Find the string "undefined" in the data, and copy out each line that has it.

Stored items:
--- START ---

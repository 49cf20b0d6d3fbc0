//! Tree-walking evaluator over an explicit variable frame

use std::cmp::Ordering;

use serde_json::{Map, Value};

use super::parser::{parse, BinaryOp, Expr, LogicalOp, UnaryOp};
use super::ExprError;
use crate::path;
use crate::value::{is_truthy, loose_equals, number_value, relational, strict_equals, to_number};

/// Variables visible to an expression
///
/// Locals (loop item and index) shadow store variables of the same name.
#[derive(Debug, Clone)]
pub struct Frame<'a> {
    globals: &'a Map<String, Value>,
    locals: Vec<(String, Value)>,
}

impl<'a> Frame<'a> {
    pub fn new(globals: &'a Map<String, Value>) -> Self {
        Self {
            globals,
            locals: Vec::new(),
        }
    }

    /// Bind a local, replacing an earlier binding of the same name
    pub fn with_local(mut self, name: impl Into<String>, value: Value) -> Self {
        let name = name.into();
        self.locals.retain(|(n, _)| *n != name);
        self.locals.push((name, value));
        self
    }

    pub fn lookup(&self, name: &str) -> Option<&Value> {
        self.local(name).or_else(|| self.globals.get(name))
    }

    /// Loop local only, ignoring store variables
    pub fn local(&self, name: &str) -> Option<&Value> {
        self.locals.iter().find(|(n, _)| n == name).map(|(_, v)| v)
    }

    pub fn globals(&self) -> &'a Map<String, Value> {
        self.globals
    }
}

/// Parse and evaluate in one step; `Ok(None)` is `undefined`
pub fn evaluate(src: &str, frame: &Frame<'_>) -> Result<Option<Value>, ExprError> {
    let expr = parse(src)?;
    evaluate_expr(&expr, frame)
}

/// Evaluate a parsed expression
pub fn evaluate_expr(expr: &Expr, frame: &Frame<'_>) -> Result<Option<Value>, ExprError> {
    match expr {
        Expr::Literal(value) => Ok(value.clone()),

        Expr::Var(name) => frame
            .lookup(name)
            .cloned()
            .map(Some)
            .ok_or_else(|| ExprError::UnknownIdentifier { name: name.clone() }),

        Expr::Member(target, name) => {
            let target = evaluate_expr(target, frame)?;
            member(target.as_ref(), name)
        }

        Expr::Index(target, key) => {
            let target = evaluate_expr(target, frame)?;
            let key = evaluate_expr(key, frame)?;
            let name = match &key {
                Some(Value::Number(n)) => n
                    .as_f64()
                    .map(crate::value::format_number)
                    .unwrap_or_else(|| n.to_string()),
                other => crate::value::display_opt(other.as_ref()),
            };
            member(target.as_ref(), &name)
        }

        Expr::Unary(op, inner) => {
            let value = evaluate_expr(inner, frame)?;
            Ok(match op {
                UnaryOp::Not => Some(Value::Bool(!is_truthy(value.as_ref()))),
                UnaryOp::Neg => number_value(-to_number(value.as_ref())),
                UnaryOp::Plus => number_value(to_number(value.as_ref())),
            })
        }

        Expr::Binary(op, left, right) => {
            let l = evaluate_expr(left, frame)?;
            let r = evaluate_expr(right, frame)?;
            let (l, r) = (l.as_ref(), r.as_ref());
            let result = match op {
                BinaryOp::StrictEq => strict_equals(l, r),
                BinaryOp::StrictNe => !strict_equals(l, r),
                BinaryOp::Eq => loose_equals(l, r),
                BinaryOp::Ne => !loose_equals(l, r),
                BinaryOp::Lt => relational(l, r) == Some(Ordering::Less),
                BinaryOp::Gt => relational(l, r) == Some(Ordering::Greater),
                BinaryOp::Le => matches!(relational(l, r), Some(Ordering::Less | Ordering::Equal)),
                BinaryOp::Ge => {
                    matches!(relational(l, r), Some(Ordering::Greater | Ordering::Equal))
                }
            };
            Ok(Some(Value::Bool(result)))
        }

        Expr::Logical(op, left, right) => {
            let l = evaluate_expr(left, frame)?;
            let truthy = is_truthy(l.as_ref());
            match (op, truthy) {
                (LogicalOp::Or, true) | (LogicalOp::And, false) => Ok(l),
                _ => evaluate_expr(right, frame),
            }
        }

        Expr::Conditional(cond, then, otherwise) => {
            if is_truthy(evaluate_expr(cond, frame)?.as_ref()) {
                evaluate_expr(then, frame)
            } else {
                evaluate_expr(otherwise, frame)
            }
        }
    }
}

fn member(target: Option<&Value>, name: &str) -> Result<Option<Value>, ExprError> {
    match target {
        None => Err(ExprError::NullAccess {
            property: name.to_string(),
            target: "undefined",
        }),
        Some(Value::Null) => Err(ExprError::NullAccess {
            property: name.to_string(),
            target: "null",
        }),
        Some(value) => Ok(path::property(value, name)),
    }
}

--- END ---

▶ **TASK OUTPUT**
/// Parse and evaluate in one step; `Ok(None)` is `undefined`
            target: "undefined",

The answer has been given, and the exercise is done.